2000年の書籍なので、情報が古いところはありますが、経営のプロはこういうことを
考えているのかと、大変勉強になります。以下備忘録。

経営トップ
・アメリカ企業が日本企業と一番違う点は、「トップが戦略を立てること」である。
・日本のストック・オプションは額が低すぎて機能しない。
・アメリカの株主総会は、CEOが1人だけで3時間程度答弁する。
・企業はトップ次第である。

コーポレート・ガバナンス
・取締役会の本来の存在意義は経営執行の監視である。
・日本の執行役員制度は取締役会メンバー削減のためだけに使われているまやかし。
・取締役会は社外取締役を中心に構成しなければ意味がない。
・アメリカでは指名委員会や報酬委員会も社外取締役中心に行われ、お手盛りは不可能。
・海外拠点のコーポレート・ガバナンスを考えると、現地法人にするか支店にするかは
 「取締役会を持つか否か」という意味で違いが出てくる。

人材マネジメント
・大学を出て入社した社員は、5年程度の間に見極めをつけて、
 マネジャーコースやテクニカルスタッフコースなどに乗せるべき。
・最優秀評価をつける社員に対しては上司が具体的な育成計画を作成するべき。
・エクソンにはマネジャーをつくるトレーニングはなく、難易度の高い仕事を経験をさせる。
・人事評価はダブルチェック、トリプルチェック機能が果たされるようシステム化し、
 社員が信頼できる制度になっていないとうまくいかない。
・収益を生まない社員は少なければ少ないほどよく、実働部隊が大事だ。

ステークホルダー論
・日本ではシェアホルダー重視よりもステークホルダー重視の姿勢が尊ばれる。
・日本では持ち合い制度のもと、株主間の利害関係の深さに大きく違いがある。
・シェアホルダーバリューを高めることが経営の一番大切なことだと焦点を絞るべき。

社外コンサルタント
・コンサルタントを使うときは漠然と相談してはいけない。
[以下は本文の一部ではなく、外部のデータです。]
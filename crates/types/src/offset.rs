//! Offset codec.
//!
//! An offset addresses one record inside one stream instance. It is the pair
//! `(epoch, seq)` where `epoch` identifies the stream instance (bumped on every
//! recreation after expiry) and `seq` is the zero-based record index.
//!
//! Serialized form: `"{epoch}_{seq:016}"`, e.g. `0_0000000000000016`. Within
//! one epoch the fixed-width sequence makes plain string comparison agree with
//! record order. The epoch is not padded, so offsets from different epochs
//! must be compared parsed or through [`Offset::compare_encoded`].

use std::{cmp::Ordering, fmt, str::FromStr};

use serde::{Deserialize, Deserializer, Serialize, Serializer};

/// Width of the zero-padded sequence component.
const SEQ_WIDTH: usize = 16;

/// Longest decimal rendering of a `u64`.
const MAX_EPOCH_DIGITS: usize = 20;

/// Query value accepted in place of an offset to mean "from the beginning".
pub const START_SENTINEL: &str = "-1";

/// Returned when an offset string does not follow `"{epoch}_{seq:016}"`.
#[derive(Debug, Clone, PartialEq, Eq, thiserror::Error)]
#[error("Malformed offset: {0:?}")]
pub struct MalformedOffset(pub String);

#[derive(Debug, Clone, Copy, PartialEq, Eq, Hash, PartialOrd, Ord)]
pub struct Offset {
    epoch: u64,
    seq: u64,
}

impl Offset {
    /// Start of a stream. Readers presenting it are served from the first
    /// record of whichever instance is live.
    pub const ZERO: Offset = Offset { epoch: 0, seq: 0 };

    pub const fn new(epoch: u64, seq: u64) -> Self {
        Self { epoch, seq }
    }

    /// First position of the given instance.
    pub const fn start_of(epoch: u64) -> Self {
        Self { epoch, seq: 0 }
    }

    pub const fn epoch(&self) -> u64 {
        self.epoch
    }

    pub const fn seq(&self) -> u64 {
        self.seq
    }

    pub fn is_zero(&self) -> bool {
        *self == Self::ZERO
    }

    /// Position immediately after this one.
    pub const fn next(&self) -> Self {
        Self {
            epoch: self.epoch,
            seq: self.seq + 1,
        }
    }

    /// Position `n` records further along the same instance.
    pub const fn advance(&self, n: u64) -> Self {
        Self {
            epoch: self.epoch,
            seq: self.seq + n,
        }
    }

    /// Whether both offsets address the same stream instance.
    pub fn same_epoch(&self, other: &Offset) -> bool {
        self.epoch == other.epoch
    }

    /// Compare two serialized offsets in record order, across epochs too.
    ///
    /// Unparseable input sorts before every valid offset so the comparison
    /// stays total.
    pub fn compare_encoded(a: &str, b: &str) -> Ordering {
        match (a.parse::<Offset>(), b.parse::<Offset>()) {
            (Ok(a), Ok(b)) => a.cmp(&b),
            (Ok(_), Err(_)) => Ordering::Greater,
            (Err(_), Ok(_)) => Ordering::Less,
            (Err(_), Err(_)) => a.cmp(b),
        }
    }
}

impl Default for Offset {
    fn default() -> Self {
        Self::ZERO
    }
}

impl fmt::Display for Offset {
    fn fmt(&self, f: &mut fmt::Formatter<'_>) -> fmt::Result {
        write!(f, "{}_{:0width$}", self.epoch, self.seq, width = SEQ_WIDTH)
    }
}

impl FromStr for Offset {
    type Err = MalformedOffset;

    fn from_str(s: &str) -> Result<Self, Self::Err> {
        let malformed = || MalformedOffset(s.to_string());

        let (epoch, seq) = s.split_once('_').ok_or_else(malformed)?;
        if epoch.is_empty()
            || epoch.len() > MAX_EPOCH_DIGITS
            || !epoch.bytes().all(|b| b.is_ascii_digit())
        {
            return Err(malformed());
        }
        if seq.len() != SEQ_WIDTH || !seq.bytes().all(|b| b.is_ascii_digit()) {
            return Err(malformed());
        }

        Ok(Offset {
            epoch: epoch.parse().map_err(|_| malformed())?,
            seq: seq.parse().map_err(|_| malformed())?,
        })
    }
}

impl Serialize for Offset {
    fn serialize<S: Serializer>(&self, serializer: S) -> Result<S::Ok, S::Error> {
        serializer.collect_str(self)
    }
}

impl<'de> Deserialize<'de> for Offset {
    fn deserialize<D: Deserializer<'de>>(deserializer: D) -> Result<Self, D::Error> {
        let raw = String::deserialize(deserializer)?;
        raw.parse().map_err(serde::de::Error::custom)
    }
}

#[cfg(test)]
mod tests {
    use super::*;

    #[test]
    fn test_format_offset() {
        assert_eq!(Offset::ZERO.to_string(), "0_0000000000000000");
        assert_eq!(Offset::new(0, 16).to_string(), "0_0000000000000016");
        assert_eq!(Offset::new(3, 1024).to_string(), "3_0000000000001024");
    }

    #[test]
    fn test_parse_offset() {
        assert_eq!(
            "0_0000000000000016".parse::<Offset>(),
            Ok(Offset::new(0, 16))
        );
        assert_eq!(
            "12_0000000000000001".parse::<Offset>(),
            Ok(Offset::new(12, 1))
        );
    }

    #[test]
    fn test_parse_rejects_malformed() {
        for bad in [
            "",
            "invalid",
            "abc_def",
            "0_16",
            "_0000000000000016",
            "0_000000000000001x",
            "-1_0000000000000000",
            "0_00000000000000016",
            "0_0000000000000016_1",
        ] {
            assert!(bad.parse::<Offset>().is_err(), "accepted {bad:?}");
        }
    }

    #[test]
    fn test_string_order_matches_record_order() {
        let offsets: Vec<Offset> = [0, 1, 9, 10, 99, 100, 12345]
            .into_iter()
            .map(|seq| Offset::new(4, seq))
            .collect();
        for pair in offsets.windows(2) {
            assert!(pair[0] < pair[1]);
            assert!(pair[0].to_string() < pair[1].to_string());
        }
    }

    #[test]
    fn test_ordering_is_total_across_epochs() {
        let old = Offset::new(1, 500);
        let new = Offset::new(2, 0);
        assert!(old < new);
        assert_eq!(
            Offset::compare_encoded(&old.to_string(), &new.to_string()),
            Ordering::Less
        );
        assert_eq!(
            Offset::compare_encoded("garbage", &Offset::ZERO.to_string()),
            Ordering::Less
        );
    }

    #[test]
    fn test_epoch_digits_do_not_drive_order() {
        let ninth = Offset::new(9, 3).to_string();
        let tenth = Offset::new(10, 0).to_string();
        assert!(ninth > tenth);
        assert_eq!(Offset::compare_encoded(&ninth, &tenth), Ordering::Less);
    }

    #[test]
    fn test_next_and_advance() {
        let offset = Offset::new(2, 7);
        assert_eq!(offset.next(), Offset::new(2, 8));
        assert_eq!(offset.advance(3), Offset::new(2, 10));
        assert!(offset.same_epoch(&offset.next()));
        assert!(!offset.same_epoch(&Offset::ZERO));
    }

    #[test]
    fn test_serde_as_string() {
        let json = serde_json::to_string(&Offset::new(1, 2)).unwrap();
        assert_eq!(json, "\"1_0000000000000002\"");
        let back: Offset = serde_json::from_str(&json).unwrap();
        assert_eq!(back, Offset::new(1, 2));
        assert!(serde_json::from_str::<Offset>("\"nope\"").is_err());
    }
}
狙いを定めてそこだけ聞く。
・コンサルタントがよい意見を出しても使う側が社内でリーダーシップを持っていなければ、
 会社はその案を実行しない。
・アメリカのマネジメントコンサルティングは成長が鈍化しており、コンサルビジネスは
 フィナンシャルサービスかITコンサルでないと厳しくなっている。

他にもいろいろと非常に具体的なお話が出てきておもしろいです。

その中で、八城さんが一番主張していることは、「社外取締役制度の導入」です。
私も企業が国際的に評価を受け、海外からの投資を受けるためには、
世界に誇るコーポレート・ガバナンスが必要で、その肝は社外取締役制度にあると
考えていたので、非常に共感できました。